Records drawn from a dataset
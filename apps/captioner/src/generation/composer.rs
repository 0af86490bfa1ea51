//! Model-backed caption composition — prompt build, one bounded generation
//! call, and post-processing of the raw completion into a usable caption.
//!
//! Post-processing order matters: strip the echoed prompt, close the first
//! sentence, enforce the hard ceiling, then (maybe) append the CTA.

use once_cell::sync::Lazy;
use rand::seq::SliceRandom;
use regex::Regex;
use tracing::debug;

use crate::generation::catalog::{cta_variants, Platform, Tone};
use crate::generation::prompts::build_prompt;
use crate::model_client::{ModelError, SamplingParams, TextGenerator};

/// Absolute cap on newly generated tokens. The intent is a short caption
/// continuation, not a long completion.
const MAX_NEW_TOKENS: u32 = 80;
/// Tokens allowed beyond the prompt's own word count.
const PROMPT_MARGIN_TOKENS: u32 = 25;
/// Absolute cap on cleaned caption length, in characters.
const MAX_CAPTION_CHARS: usize = 300;
/// Characters reserved below the platform limit for appended hashtags.
const HASHTAG_HEADROOM: usize = 100;

/// A terminator run followed by the capital-letter start of a second
/// sentence — the signature of a rambling continuation.
static SENTENCE_BREAK: Lazy<Regex> =
    Lazy::new(|| Regex::new(r"([.!?]+)\s+[A-Z]").expect("hardcoded pattern is valid"));

/// Composes a caption via the external model. Any error propagates to the
/// pipeline, which falls back to the template composer.
pub async fn compose_with_model(
    model: &dyn TextGenerator,
    keywords: &str,
    platform: Platform,
    tone: Tone,
    include_cta: bool,
) -> Result<String, ModelError> {
    let prompt = build_prompt(tone, keywords);
    let budget = generation_budget(&prompt, platform);

    let raw = model
        .generate(&prompt, budget, &SamplingParams::default())
        .await?;

    let stripped = strip_prompt_prefix(&raw, &prompt).trim();
    let ceiling = caption_ceiling(platform);
    let mut caption = enforce_ceiling(&close_first_sentence(stripped), ceiling);

    if include_cta {
        caption = append_cta_within(&caption, platform, ceiling);
    }

    Ok(caption)
}

/// Generation budget in tokens: bounded by the prompt's own word count plus
/// a fixed margin, capped per platform.
fn generation_budget(prompt: &str, platform: Platform) -> u32 {
    let prompt_words = prompt.split_whitespace().count() as u32;
    let platform_cap = (platform.char_limit() / 8).min(MAX_NEW_TOKENS as usize).max(1) as u32;
    (prompt_words + PROMPT_MARGIN_TOKENS).min(platform_cap)
}

/// Removes the echoed prompt from the start of the raw completion, if present.
fn strip_prompt_prefix<'a>(raw: &'a str, prompt: &str) -> &'a str {
    raw.strip_prefix(prompt).unwrap_or(raw)
}

/// Trims to the first terminator run when a capital-initial second sentence
/// follows it; otherwise guarantees a trailing terminator.
fn close_first_sentence(caption: &str) -> String {
    if let Some(caps) = SENTENCE_BREAK.captures(caption) {
        if let Some(run) = caps.get(1) {
            return caption[..run.end()].to_string();
        }
    }
    let trimmed = caption.trim_end();
    if trimmed.is_empty() || trimmed.ends_with(['.', '!', '?']) {
        trimmed.to_string()
    } else {
        format!("{trimmed}.")
    }
}

/// The hard per-platform caption ceiling, in characters.
fn caption_ceiling(platform: Platform) -> usize {
    MAX_CAPTION_CHARS.min(platform.char_limit().saturating_sub(HASHTAG_HEADROOM))
}

/// Enforces the ceiling: prefer cutting at the first sentence terminator,
/// then at the last whitespace boundary before the ceiling.
fn enforce_ceiling(caption: &str, ceiling: usize) -> String {
    if caption.chars().count() <= ceiling {
        return caption.to_string();
    }

    if let Some(pos) = caption.find(['.', '!', '?']) {
        let cut = &caption[..=pos];
        if cut.chars().count() <= ceiling {
            return cut.to_string();
        }
    }

    let prefix: String = caption.chars().take(ceiling).collect();
    let cut = match prefix.rfind(char::is_whitespace) {
        Some(ws) => prefix[..ws].trim_end().to_string(),
        None => prefix,
    };
    format!("{}.", cut.trim_end())
}

/// Appends a random CTA only if the combined text still fits the ceiling;
/// otherwise returns the caption unchanged.
fn append_cta_within(caption: &str, platform: Platform, ceiling: usize) -> String {
    let mut rng = rand::thread_rng();
    if let Some(cta) = cta_variants(platform).choose(&mut rng) {
        let combined = caption.chars().count() + 1 + cta.chars().count();
        if combined <= ceiling {
            return format!("{caption} {cta}");
        }
        debug!("omitting call-to-action: {combined} chars exceeds the {ceiling}-char ceiling");
    }
    caption.to_string()
}

#[cfg(test)]
mod tests {
    use super::*;
    use async_trait::async_trait;

    /// Mock generator returning a canned completion (with the prompt echoed,
    /// as completion models do).
    struct EchoingModel {
        completion: &'static str,
    }

    #[async_trait]
    impl TextGenerator for EchoingModel {
        async fn generate(
            &self,
            prompt: &str,
            _max_new_tokens: u32,
            _params: &SamplingParams,
        ) -> Result<String, ModelError> {
            Ok(format!("{prompt}{}", self.completion))
        }
    }

    struct FailingModel;

    #[async_trait]
    impl TextGenerator for FailingModel {
        async fn generate(
            &self,
            _prompt: &str,
            _max_new_tokens: u32,
            _params: &SamplingParams,
        ) -> Result<String, ModelError> {
            Err(ModelError::EmptyCompletion)
        }
    }

    #[test]
    fn test_budget_is_bounded_by_prompt_words_plus_margin() {
        // Casual prompt for "coffee" is 9 words; margin 25 → 34, under the
        // Facebook cap of 80.
        let prompt = build_prompt(Tone::Casual, "coffee");
        let words = prompt.split_whitespace().count() as u32;
        assert_eq!(
            generation_budget(&prompt, Platform::Facebook),
            words + PROMPT_MARGIN_TOKENS
        );
    }

    #[test]
    fn test_budget_is_capped_by_the_platform() {
        // Twitter: 280 / 8 = 35 caps the word-count bound.
        let prompt = build_prompt(Tone::Educational, "a very long list of keywords about travel food fitness tech business and motivation all at once");
        assert_eq!(generation_budget(&prompt, Platform::Twitter), 35);
    }

    #[test]
    fn test_strip_prompt_prefix_removes_the_echo() {
        assert_eq!(strip_prompt_prefix("PROMPT tail", "PROMPT"), " tail");
        assert_eq!(strip_prompt_prefix("no echo here", "PROMPT"), "no echo here");
    }

    #[test]
    fn test_close_first_sentence_cuts_rambling_continuations() {
        assert_eq!(
            close_first_sentence("Coffee is life. Also I like tea and many other"),
            "Coffee is life."
        );
        assert_eq!(close_first_sentence("Great vibes!! More soon"), "Great vibes!!");
    }

    #[test]
    fn test_close_first_sentence_appends_missing_terminator() {
        assert_eq!(close_first_sentence("coffee time"), "coffee time.");
        assert_eq!(close_first_sentence("coffee time!"), "coffee time!");
    }

    #[test]
    fn test_close_first_sentence_keeps_lowercase_continuations() {
        // No capital-initial second sentence — only the trailing terminator
        // guarantee applies.
        assert_eq!(
            close_first_sentence("coffee. and then more coffee"),
            "coffee. and then more coffee."
        );
    }

    #[test]
    fn test_enforce_ceiling_prefers_the_first_terminator() {
        let caption = format!("Short start. {}", "x".repeat(400));
        assert_eq!(enforce_ceiling(&caption, 300), "Short start.");
    }

    #[test]
    fn test_enforce_ceiling_falls_back_to_whitespace_cut() {
        let caption = "word ".repeat(100); // 500 chars, no terminator
        let cut = enforce_ceiling(&caption, 50);
        assert!(cut.chars().count() <= 51);
        assert!(cut.ends_with('.'));
        assert!(!cut.contains("  "));
    }

    #[test]
    fn test_enforce_ceiling_leaves_short_captions_alone() {
        assert_eq!(enforce_ceiling("fine as is.", 300), "fine as is.");
    }

    #[test]
    fn test_twitter_ceiling_reserves_hashtag_headroom() {
        assert_eq!(caption_ceiling(Platform::Twitter), 180);
        assert_eq!(caption_ceiling(Platform::Instagram), 300);
    }

    #[test]
    fn test_cta_is_omitted_when_it_would_exceed_the_ceiling() {
        let caption = "x".repeat(179);
        let result = append_cta_within(&caption, Platform::Twitter, 180);
        assert_eq!(result, caption, "no Twitter CTA fits in 1 spare char");
    }

    #[test]
    fn test_cta_is_appended_when_it_fits() {
        let result = append_cta_within("Nice day.", Platform::Twitter, 180);
        assert!(result.len() > "Nice day.".len());
        let appended = cta_variants(Platform::Twitter)
            .iter()
            .any(|cta| result.ends_with(cta));
        assert!(appended, "result must end with a Twitter CTA: {result:?}");
    }

    #[tokio::test]
    async fn test_compose_with_model_cleans_the_completion() {
        let model = EchoingModel {
            completion: " Coffee keeps the morning honest. Also rambling continues here",
        };
        let caption =
            compose_with_model(&model, "coffee", Platform::Instagram, Tone::Casual, false)
                .await
                .unwrap();
        assert_eq!(caption, "Coffee keeps the morning honest.");
    }

    #[tokio::test]
    async fn test_compose_with_model_propagates_failure() {
        let result =
            compose_with_model(&FailingModel, "coffee", Platform::Instagram, Tone::Casual, false)
                .await;
        assert!(result.is_err());
    }
}
mod config;
mod errors;
mod generation;
mod keywords;
mod model_client;
mod suggest;
mod tips;

use anyhow::Result;
use clap::{Parser, Subcommand};
use tracing_subscriber::{layer::SubscriberExt, util::SubscriberInitExt, EnvFilter};

use crate::config::Config;
use crate::errors::AppError;
use crate::generation::catalog::{Platform, Tone};
use crate::generation::generator::{generate_captions, GenerationRequest, GenerationResult};
use crate::keywords::extract::extract_keywords_from_caption;
use crate::model_client::handle::model_handle;
use crate::model_client::TextGenerator;
use crate::suggest::emojis::suggest_emojis;
use crate::suggest::hashtags::suggest_hashtags;
use crate::tips::{optimal_posting_time, platform_tips};

#[derive(Parser, Debug)]
#[command(
    name = "captioner",
    version,
    about = "Generate social-media captions, hashtags, and emoji suggestions \
             tuned per platform and tone"
)]
struct Cli {
    #[command(subcommand)]
    command: Command,
}

#[derive(Subcommand, Debug)]
enum Command {
    /// Generate captions, hashtags, and emojis for a topic
    Generate {
        /// Keywords or theme describing the post (e.g. "morning coffee")
        keywords: String,

        /// Target platform: instagram, twitter, linkedin, facebook
        #[arg(long, default_value = "instagram")]
        platform: String,

        /// Caption tone: casual, professional, inspirational, humorous,
        /// educational
        #[arg(long, default_value = "casual")]
        tone: String,

        /// Number of caption variations (1-3)
        #[arg(long, default_value_t = 1)]
        count: u8,

        /// Skip the appended call-to-action phrase
        #[arg(long)]
        no_cta: bool,

        /// Emit the result as JSON instead of formatted text
        #[arg(long)]
        json: bool,
    },
    /// Extract candidate keywords from an existing caption
    Analyze {
        /// The caption text to analyze
        caption: String,
    },
    /// Show engagement tips and posting times for a platform
    Tips {
        /// Target platform: instagram, twitter, linkedin, facebook
        platform: String,
    },
}

#[tokio::main]
async fn main() -> Result<()> {
    let config = Config::from_env()?;

    // Initialize structured logging (stderr, so it never mixes with output)
    tracing_subscriber::registry()
        .with(EnvFilter::try_from_default_env().unwrap_or_else(|_| {
            EnvFilter::new(format!("{}={}", env!("CARGO_PKG_NAME"), &config.rust_log))
        }))
        .with(tracing_subscriber::fmt::layer().with_writer(std::io::stderr))
        .init();

    let cli = Cli::parse();

    match cli.command {
        Command::Generate {
            keywords,
            platform,
            tone,
            count,
            no_cta,
            json,
        } => run_generate(&config, &keywords, &platform, &tone, count, !no_cta, json).await?,
        Command::Analyze { caption } => run_analyze(&caption)?,
        Command::Tips { platform } => run_tips(&platform),
    }

    Ok(())
}

/// Assembles the full displayed result: captions, hashtags, and emojis are
/// produced independently and combined here.
async fn run_generate(
    config: &Config,
    keywords: &str,
    platform: &str,
    tone: &str,
    count: u8,
    include_cta: bool,
    json: bool,
) -> Result<(), AppError> {
    if keywords.trim().is_empty() {
        return Err(AppError::Validation(
            "Keywords must not be blank. Describe what the post is about.".to_string(),
        ));
    }

    let platform = Platform::parse(platform);
    let tone = Tone::parse(tone);
    let model = model_handle(config).map(|client| client as &dyn TextGenerator);

    let request = GenerationRequest {
        keywords: keywords.to_string(),
        platform,
        tone,
        include_cta,
        num_captions: count,
    };

    let captions = generate_captions(model, &request).await;
    let hashtags = suggest_hashtags(keywords, platform);
    let emojis = suggest_emojis(keywords, platform);

    let result = GenerationResult {
        platform,
        captions,
        hashtags,
        emojis,
    };

    if json {
        let rendered = serde_json::to_string_pretty(&result)
            .map_err(|e| AppError::Internal(anyhow::anyhow!("failed to serialize result: {e}")))?;
        println!("{rendered}");
    } else {
        print_result(&result);
    }
    Ok(())
}

fn print_result(result: &GenerationResult) {
    for (i, variant) in result.captions.iter().enumerate() {
        if result.captions.len() > 1 {
            println!("Caption option {}:", i + 1);
        } else {
            println!("Caption:");
        }
        println!("  {}", variant.text);
        println!("  [{}]", variant.length);
        println!();
    }

    println!("Hashtags:");
    println!("  {}", result.hashtags.join(" "));
    println!();
    println!("Emojis:");
    println!("  {}", result.emojis.join(" "));

    if let Some(first) = result.captions.first() {
        println!();
        println!("Complete post preview:");
        println!("{}", first.text);
        println!();
        println!("{} {}", result.hashtags.join(" "), result.emojis.join(" "));
    }
}

fn run_analyze(caption: &str) -> Result<(), AppError> {
    if caption.trim().is_empty() {
        return Err(AppError::Validation(
            "Caption must not be blank.".to_string(),
        ));
    }

    let keywords = extract_keywords_from_caption(caption);
    if keywords.is_empty() {
        println!("No keywords found.");
    } else {
        println!("Keywords: {}", keywords.join(", "));
    }
    Ok(())
}

fn run_tips(platform: &str) {
    let platform = Platform::parse(platform);
    println!("{} tips:", platform.as_str());
    for tip in platform_tips(platform) {
        println!("  - {tip}");
    }
    println!();
    println!("Best posting times: {}", optimal_posting_time(platform));
}
//! Stop-word membership — a built-in floor set unioned with the external
//! English list.
//!
//! The built-in set is the guaranteed minimum; the external list only ever
//! adds to it, so filtering degrades gracefully rather than failing.

use std::collections::HashSet;

use once_cell::sync::Lazy;
use stop_words::{get, LANGUAGE};

/// Common English function words filtered even without the external list.
const BUILTIN_STOP_WORDS: &[&str] = &[
    "the", "a", "an", "and", "or", "but", "in", "on", "at", "to", "for", "of", "with", "by", "is",
    "are", "was", "were", "be", "it", "this", "that", "as", "from", "about",
];

static STOP_WORDS: Lazy<HashSet<String>> = Lazy::new(|| {
    let mut words: HashSet<String> = BUILTIN_STOP_WORDS.iter().map(|w| w.to_string()).collect();
    words.extend(get(LANGUAGE::English));
    words
});

/// Reports whether a lowercase token is a stop word.
pub fn is_stop_word(token: &str) -> bool {
    STOP_WORDS.contains(token)
}

#[cfg(test)]
mod tests {
    use super::*;

    #[test]
    fn test_builtin_words_are_stop_words() {
        for word in BUILTIN_STOP_WORDS {
            assert!(is_stop_word(word), "'{word}' must be a stop word");
        }
    }

    #[test]
    fn test_content_words_are_not_stop_words() {
        assert!(!is_stop_word("coffee"));
        assert!(!is_stop_word("travel"));
        assert!(!is_stop_word("fitness"));
    }

    #[test]
    fn test_external_list_extends_the_builtin_set() {
        // "my" comes from the external English list, not the built-in floor.
        assert!(!BUILTIN_STOP_WORDS.contains(&"my"));
        assert!(is_stop_word("my"));
    }
}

YOUR GOAL: Find all lines holding the word "Absolute" in the records above and copy them.

RESPONSE AREA:
/// Absolute cap on newly generated tokens. The intent is a short caption
/// Absolute cap on cleaned caption length, in characters.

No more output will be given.